Jesus. I’d thought back to a few days ago, when I’d forgotten Ward’s advice and left through the main doors. I’d convinced myself I’d imagined the trace of Grace’s perfume outside, but it had been late and I’d been almost the last to leave the building. A chill ran through me to think about it.

Perhaps I’d just missed her.

‘When we realized she’d been to where you work, we looked at CCTV footage from outside your apartment as well,’ Ward had continued, almost gently. ‘The security meant she wasn’t able to get inside, and luckily you used the underground car park. But we think she was there on at least two occasions, possibly more. One of them was the same night the fire service was called out when someone torched the rubbish bins. They thought it was kids, but the fire officers reported having to remove a woman who was hanging round the grounds when the residents were evacuated. They thought she was just some gawker, but… Well, let’s say I’m glad you weren’t home.’
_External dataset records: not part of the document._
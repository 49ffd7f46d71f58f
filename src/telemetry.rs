use anyhow::{anyhow, Context, Result};
use std::fs::{self, OpenOptions};
use std::sync::Mutex;
use tracing_subscriber::EnvFilter;

use crate::config::{Config, TelemetryConfig};

/// Default filter when `RUST_LOG` is unset
const DEFAULT_FILTER: &str = "info";

/// Initialize logging: stdout when disabled, appended log file when enabled
///
/// # Errors
/// Returns error if the log directory or file cannot be created, or a global
/// subscriber is already installed.
pub fn init(config: &TelemetryConfig) -> Result<()> {
    let filter = env_filter();

    if !config.enabled {
        tracing_subscriber::fmt()
            .with_env_filter(filter)
            .with_target(false)
            .try_init()
            .map_err(|e| anyhow!("failed to install log subscriber: {e}"))?;
        return Ok(());
    }

    let expanded_path = Config::expand_path(&config.log_path)?;

    if let Some(parent) = expanded_path.parent() {
        fs::create_dir_all(parent).context("failed to create log directory")?;
    }

    let file = OpenOptions::new()
        .create(true)
        .append(true)
        .open(&expanded_path)
        .context("failed to open log file")?;

    tracing_subscriber::fmt()
        .with_env_filter(filter)
        .with_writer(Mutex::new(file))
        .with_target(false)
        .with_ansi(false)
        .try_init()
        .map_err(|e| anyhow!("failed to install log subscriber: {e}"))?;

    tracing::info!("telemetry initialized: {}", expanded_path.display());

    Ok(())
}

fn env_filter() -> EnvFilter {
    EnvFilter::try_from_default_env().unwrap_or_else(|_| EnvFilter::new(DEFAULT_FILTER))
}

#[cfg(test)]
mod tests {
    use super::*;

    #[test]
    fn test_env_filter_falls_back_to_default() {
        std::env::remove_var("RUST_LOG");
        assert_eq!(env_filter().to_string(), DEFAULT_FILTER);
    }

    #[test]
    #[ignore = "installs a global tracing subscriber"]
    fn test_init_with_file_logging() {
        let path = std::env::temp_dir().join("voice-capture-logs").join("capture.log");
        let config = TelemetryConfig {
            enabled: true,
            log_path: path.display().to_string(),
        };
        init(&config).unwrap();
        assert!(path.exists());
    }
}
That was the night I’d gone to the mortuary to help Mears. I remembered speaking to the fire officer when I’d arrived back at Ballard Court. We’ve already had to escort one of your neighbours away for being too nosy. Fires always bring out the weirdos.

‘How did she know where I lived?’ I’d felt surprisingly calm, as though this were happening to someone else. ‘I’m ex-directory and hardly anyone knows the address.’